Fairfield City Council v Cavasinni Constructions Pty Limited
[2005] NSWLEC 187
•04/22/2005
Land and Environment Court
of New South Wales
CITATION: Fairfield City Council v Cavasinni Constructions Pty Limited [2005] NSWLEC 187
PARTIES: PROSECUTOR
Fairfield City CouncilDEFENDANT
Cavasinni Constructions Pty LimitedFILE NUMBER(S): 50074 of 2004
CORAM: Talbot J
KEY ISSUES: Prosecution :- sentencing principles where facts support different charges with conflicting maximum penalties.
LEGISLATION CITED: Crimes (Sentencing Procedure) Act 1999 s 10, s 21A(3)(e), s 21A(1)(c)
Environmental Planning and Assessment Act 1979 s 76A(1)(b), s 81A, s 81A(2), s 81A(2)(a), s 81A(7), s 125, s 126(1)
Fairfield Local Environmental Plan 1994CASES CITED: Bayley v Leichhardt Municipal Council [2005] NSWLEC 34, unreported;
Ebacarb Pty Ltd v EPA [2003] NSWLEC 411, unreported ;
R v O'Neill [1979] 2 NSWLR 582;
R v Thompson (2000) 49 NSWLR 383DATES OF HEARING: 08/04/2005, 13/04/2005 (written submissions), 15/04/2005 (written submissions)
DATE OF JUDGMENT:
04/22/2005LEGAL REPRESENTATIVES: DEFENDANT
APPLICANT
Mr J C Thompson (Barrister)
SOLICITORS
Ritchie & Castellan
Mr G B Newport (Barrister)
SOLICITORS
Maclarens
JUDGMENT:
THE LAND AND
ENVIRONMENT COURT
OF NEW SOUTH WALESTalbot J
22 April 2005
JUDGMENT50074 of 2004 Fairfield City Council v Cavasinni Constructions Pty Limited
1 Talbot J: The defendant has entered a plea of guilty to the charge that between 18 October 2004 and 27 October 2004 it did cause to be carried out development on land at 360-364 The Horsley Drive, Wetherill Park, otherwise than in accordance with a prior development consent granted by the Fairfield City Council (“the prosecutor”) on 18 November 2002 pursuant to Fairfield Local Environmental Plan 1994 (“LEP 1994”).
2 The development consent contained condition 17 as follows:-
- Prior to the commencement of any works, a Construction Certificate is required to be issued by a Principal Certifying Authority.
3 The development comprises a multi-storey commercial and residential building consisting of a two-storey podium level and two residential towers.
4 The following construction certificates have been issued by the Council:-
1. 19 February 2004 Certificate no. 136/04 for piling and bulk excavation of the building.
2. 10 June 2004 Certificate no. 439/04 for formwork to the first floor of the building – grids 8-75 to 16 & A-G.
3. 1 July 2004 Certificate no. 558/04 for the Construction of Suspended Floor for Commercial Space, Post-Tensioned Slabs and Columns to First and Podium Floors with Associated Works.
5 On 18 October 2004 an inspection by Council officers revealed that concrete had been poured for the first two levels of one of the residential towers and a third level had been formed up.
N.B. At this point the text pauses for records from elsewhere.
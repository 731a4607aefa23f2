use ahash::RandomState;
use hashbrown::HashMap;
use num_traits::{Float, ToPrimitive};
use ordered_float::{OrderedFloat, PrimitiveFloat};

use alloc::vec::Vec;

use core::cmp::Ordering;

use crate::{
    Kbn, Statistic, Statistics,
    helper::{
        first_quartile_from_sorted_slice, median_from_sorted_slice,
        third_quartile_from_sorted_slice,
    },
};

/// A single-pass accumulator for configurable descriptive statistics.
///
/// The engine ingests a stream of numeric values (optionally interleaved
/// with missing or unparseable entries) and derives the requested set of
/// statistics in one ingestion pass plus a finalize step. The requested
/// [`Statistics`] set determines how much state is retained while values
/// stream in: running reductions (count, sum, min, max, first, last) are
/// always kept, while the full value history and the value-frequency table
/// are only kept when a requested statistic needs them.
///
/// Lifecycle: construct with a configuration, feed values with
/// [`add_value`](Self::add_value) / [`add_raw`](Self::add_raw), then call
/// [`finalize`](Self::finalize) once and read results. Adding further
/// values requires an explicit [`reset`](Self::reset) first.
/// [`calculate`](Self::calculate) bundles the whole cycle for the common
/// batch case.
///
/// # Examples
///
/// ```
/// use summary_statistics::{Statistic, Statistics, SummaryStatistics};
///
/// let mut summary = SummaryStatistics::new(Statistics::ALL);
/// summary.calculate([4.0, 2.0, 2.0, 9.0]);
///
/// assert_eq!(summary.statistic(Statistic::Mean), Some(4.25));
/// assert_eq!(summary.statistic(Statistic::Median), Some(3.0));
/// assert_eq!(summary.statistic(Statistic::Range), Some(7.0));
/// assert_eq!(summary.mode(), [2.0]);
/// ```
#[derive(Debug, Clone)]
pub struct SummaryStatistics<T> {
    /// Requested statistics
    stats: Statistics,
    /// Number of valid values ingested
    count: usize,
    /// Number of missing inputs ingested
    missing: usize,
    /// Compensated running sum of values
    sum: Kbn<T>,
    /// Running minimum, sentinel-initialized to +inf
    min: T,
    /// Running maximum, sentinel-initialized to -inf
    max: T,
    /// First value ingested
    first: T,
    /// Last value ingested
    last: T,
    /// Full value history, kept only when a spread statistic was requested
    values: Vec<T>,
    /// Value-frequency table, kept only when a frequency statistic was requested
    frequency: HashMap<OrderedFloat<T>, usize, RandomState>,
    /// Arithmetic mean, derived at finalize
    mean: T,
    /// Median, derived at finalize
    median: T,
    /// Population standard deviation, derived at finalize
    stdev: T,
    /// Sample standard deviation, derived at finalize
    sample_stdev: T,
    /// First quartile, derived at finalize
    first_quartile: T,
    /// Third quartile, derived at finalize
    third_quartile: T,
    /// Least common value, derived at finalize
    minority: T,
    /// Most common value, derived at finalize
    majority: T,
    /// Values tied for the highest occurrence count, derived at finalize
    mode: Vec<T>,
    /// Whether the full value history is being retained
    needs_values: bool,
    /// Whether the value-frequency table is being retained
    needs_frequency: bool,
    /// Whether finalize has run since the last reset
    finalized: bool,
}
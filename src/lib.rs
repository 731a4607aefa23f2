#![doc = include_str!("../README.md")]
#![no_std]
#![deny(
    unsafe_code,
    unused_imports,
    unused_variables,
    unused_must_use,
    missing_docs,
    clippy::all,
    clippy::unwrap_used,
    clippy::expect_used,
    clippy::dbg_macro,
    clippy::todo,
    clippy::unimplemented
)]
#![allow(clippy::just_underscores_and_digits)]

#[cfg_attr(test, macro_use)]
extern crate alloc;

pub(crate) type Kbn<T> = compensated_summation::KahanBabuskaNeumaier<T>;

mod utils;
pub(crate) use utils::helper;

mod statistic;
pub use statistic::{Statistic, Statistics};

mod summary;
pub use summary::SummaryStatistics;
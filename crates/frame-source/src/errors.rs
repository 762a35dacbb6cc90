//! Error types for frame capture

use thiserror::Error;

#[derive(Debug, Error, Clone, PartialEq, Eq)]
pub enum CaptureError {
    /// Buffer could not be read or converted; the frame is skipped.
    #[error("capture buffer unreadable: {0}")]
    Transient(String),

    /// The capture surface is gone; the current capture session ends.
    #[error("capture surface unavailable: {0}")]
    SurfaceUnavailable(String),

    /// Debug copy could not be written.
    #[error("debug image persistence failed: {0}")]
    Persist(String),
}

impl CaptureError {
    pub fn is_transient(&self) -> bool {
        matches!(self, CaptureError::Transient(_))
    }
}
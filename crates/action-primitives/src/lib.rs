//! Action Primitives - decoded actions and their execution on an input surface
//!
//! This crate provides the decide/act half of the control loop:
//! - The `Action` sum type produced once per inference tick
//! - The pure `decode` mapping from model scores to an action
//! - The `InputSurface` seam for gestures, node queries and text edits
//! - Iterative focused-node search over the surface's node tree
//! - `DefaultActionExecutor`, which never lets a dispatch failure escape

pub mod decoder;
pub mod errors;
pub mod gesture;
mod primitives;
pub mod recording;
pub mod surface;
pub mod tree;
pub mod types;

pub use decoder::{decode, ActionDecoder, DecoderConfig};
pub use errors::*;
pub use gesture::{click_stroke, swipe_stroke, DEFAULT_CLICK_DURATION};
pub use primitives::*;
pub use recording::{NodeSpec, RecordingInputSurface};
pub use surface::{InputSurface, NodeHandle, NodeInfo, Stroke};
pub use tree::{describe_tree, find_focused_editable, DEFAULT_VISIT_BUDGET};
pub use types::*;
The elevator shaft had also been completely poured between the first three levels of the residential tower. During a further inspection on 22 October 2004 Council officers observed steel fixers tying steel reinforcement on the third level of the residential component of the building. Further construction work was observed on 26 October 2004 including preparations for a concrete pour on the fifth floor, the erection of scaffolding external to the building and construction of brickwork for the internal walls of residential units. None of the abovementioned building was the subject of a construction certificate at that time.
6 On Thursday 4 November 2004 the Council issued a building certificate for reinforced concrete floors and columns to levels three, four and five of Tower B and the party walls built on level three. On that same date Construction Certificate no. 386/04 was issued for the whole building excluding the works already approved under earlier construction certificates and the building certificate.
7 Despite advice to the principal of the company, Mr Cavasinni, that work should cease pending the issue of an appropriate construction certificate, the work continued. Mr Cavasinni explained to the Council officers that he could not do so as he had commitments to the owner of the premises to finish the building. He made the following statement on 19 October 2005:-
- I can’t do that I have commitments to the owner of the premises to finish the building. No fine that Council can issue me with can compare to the cost the owner will impose on me if the building is not finished on time .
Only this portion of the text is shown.